§ What to work on
Output only the lines below from the one containing "requests accepted by" to the one containing "attempts retried after", exactly as written, both ends kept.

§ Records provided
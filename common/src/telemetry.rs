// Telemetry module for structured logging, metrics, and tracing

use anyhow::Result;
use metrics::{counter, describe_counter, describe_histogram, histogram};
use metrics_exporter_prometheus::PrometheusBuilder;
use opentelemetry::trace::TracerProvider as _;
use opentelemetry::{global, KeyValue};
use opentelemetry_sdk::{
    trace::{RandomIdGenerator, Sampler, TracerProvider},
    Resource,
};
use std::net::SocketAddr;
use tracing_subscriber::{fmt, layer::SubscriberExt, util::SubscriberInitExt, EnvFilter, Layer};

const SERVICE_NAME: &str = "partition-trigger";

/// Initialize structured logging with JSON formatting and trace context
///
/// RUST_LOG takes precedence over `log_level`. When `tracing_endpoint` is set,
/// spans are also exported over OTLP.
pub fn init_logging(log_level: &str, tracing_endpoint: Option<&str>) -> Result<()> {
    let env_filter = EnvFilter::try_from_default_env()
        .or_else(|_| EnvFilter::try_new(log_level))
        .map_err(|e| anyhow::anyhow!("Failed to create env filter: {}", e))?;

    let json_layer = fmt::layer()
        .json()
        .with_current_span(true)
        .with_span_list(true)
        .with_target(true)
        .with_thread_ids(true)
        .with_file(true)
        .with_line_number(true)
        .with_filter(env_filter);

    let registry = tracing_subscriber::registry().with(json_layer);

    if let Some(endpoint) = tracing_endpoint {
        let tracer = init_tracer(endpoint)?;
        let telemetry_layer = tracing_opentelemetry::layer().with_tracer(tracer);
        registry
            .with(telemetry_layer)
            .try_init()
            .map_err(|e| anyhow::anyhow!("Failed to initialize tracing subscriber: {}", e))?;
    } else {
        registry
            .try_init()
            .map_err(|e| anyhow::anyhow!("Failed to initialize tracing subscriber: {}", e))?;
    }

    tracing::info!(
        log_level = log_level,
        tracing_endpoint = tracing_endpoint,
        "Structured logging initialized with JSON formatting"
    );

    Ok(())
}

/// Initialize OpenTelemetry tracer with OTLP exporter
fn init_tracer(endpoint: &str) -> Result<opentelemetry_sdk::trace::Tracer> {
    use opentelemetry_otlp::WithExportConfig;
    use opentelemetry_sdk::runtime::Tokio;

    let exporter = opentelemetry_otlp::new_exporter()
        .tonic()
        .with_endpoint(endpoint)
        .build_span_exporter()
        .map_err(|e| anyhow::anyhow!("Failed to build span exporter: {}", e))?;

    let tracer_provider = TracerProvider::builder()
        .with_batch_exporter(exporter, Tokio)
        .with_config(
            opentelemetry_sdk::trace::Config::default()
                .with_sampler(Sampler::AlwaysOn)
                .with_id_generator(RandomIdGenerator::default())
                .with_resource(Resource::new(vec![
                    KeyValue::new("service.name", SERVICE_NAME),
                    KeyValue::new("service.version", env!("CARGO_PKG_VERSION")),
                ])),
        )
        .build();

    global::set_tracer_provider(tracer_provider.clone());
    let tracer = tracer_provider.tracer(SERVICE_NAME);

    tracing::info!(
        endpoint = endpoint,
        "OpenTelemetry tracer initialized with OTLP exporter"
    );

    Ok(tracer)
}

/// Flush remaining spans on shutdown
pub fn shutdown_tracer() {
    global::shutdown_tracer_provider();
}

/// Install the Prometheus exporter and describe all metrics
pub fn init_metrics(metrics_port: u16) -> Result<()> {
    let addr: SocketAddr = format!("0.0.0.0:{}", metrics_port)
        .parse()
        .map_err(|e| anyhow::anyhow!("Invalid metrics port: {}", e))?;

    PrometheusBuilder::new()
        .with_http_listener(addr)
        .install()
        .map_err(|e| anyhow::anyhow!("Failed to install Prometheus exporter: {}", e))?;

    describe_counter!(
        "run_requests_emitted_total",
        "Run requests accepted by the executor, per trigger"
    );
    describe_counter!(
        "run_requests_rejected_total",
        "Run requests the executor treated as duplicates, per trigger"
    );
    describe_counter!(
        "trigger_errors_total",
        "Per-key or per-tick trigger errors, by kind"
    );
    describe_counter!("sensor_skips_total", "Sensor ticks that found no new work");
    describe_counter!(
        "missed_intervals_total",
        "Timer intervals skipped because a tick was still running"
    );
    describe_counter!("step_retries_total", "Step attempts retried after a failure");
    describe_counter!("runs_completed_total", "Runs reaching a terminal status");
    describe_histogram!("run_duration_seconds", "Wall-clock duration of runs");

    tracing::info!(
        metrics_port = metrics_port,
        metrics_endpoint = format!("http://0.0.0.0:{}/metrics", metrics_port),
        "Prometheus metrics exporter initialized"
    );

    Ok(())
}

#[inline]
pub fn record_request_emitted(trigger: &str) {
    counter!("run_requests_emitted_total", "trigger" => trigger.to_string()).increment(1);
}

#[inline]
pub fn record_request_rejected(trigger: &str) {
    counter!("run_requests_rejected_total", "trigger" => trigger.to_string()).increment(1);
}

#[inline]
pub fn record_trigger_error(trigger: &str, kind: &'static str) {
    counter!(
        "trigger_errors_total",
        "trigger" => trigger.to_string(),
        "kind" => kind
    )
    .increment(1);
}

#[inline]
pub fn record_sensor_skip(sensor: &str) {
    counter!("sensor_skips_total", "sensor" => sensor.to_string()).increment(1);
}

#[inline]
pub fn record_missed_intervals(trigger: &str, missed: u64) {
    counter!("missed_intervals_total", "trigger" => trigger.to_string()).increment(missed);
}

#[inline]
pub fn record_trigger_run_outcome(trigger: &str, status: &'static str) {
    counter!(
        "trigger_runs_completed_total",
        "trigger" => trigger.to_string(),
        "status" => status
    )
    .increment(1);
}

#[inline]
pub fn record_step_retry(step_id: &str) {
    counter!("step_retries_total", "step" => step_id.to_string()).increment(1);
}

#[inline]
pub fn record_run_completed(status: &'static str, duration_seconds: f64) {
    counter!("runs_completed_total", "status" => status).increment(1);
    histogram!("run_duration_seconds", "status" => status).record(duration_seconds);
}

§ Answer
        "Run requests accepted by the executor, per trigger"
    );
    describe_counter!(
        "run_requests_rejected_total",
        "Run requests the executor treated as duplicates, per trigger"
    );
    describe_counter!(
        "trigger_errors_total",
        "Per-key or per-tick trigger errors, by kind"
    );
    describe_counter!("sensor_skips_total", "Sensor ticks that found no new work");
    describe_counter!(
        "missed_intervals_total",
        "Timer intervals skipped because a tick was still running"
    );
    describe_counter!("step_retries_total", "Step attempts retried after a failure");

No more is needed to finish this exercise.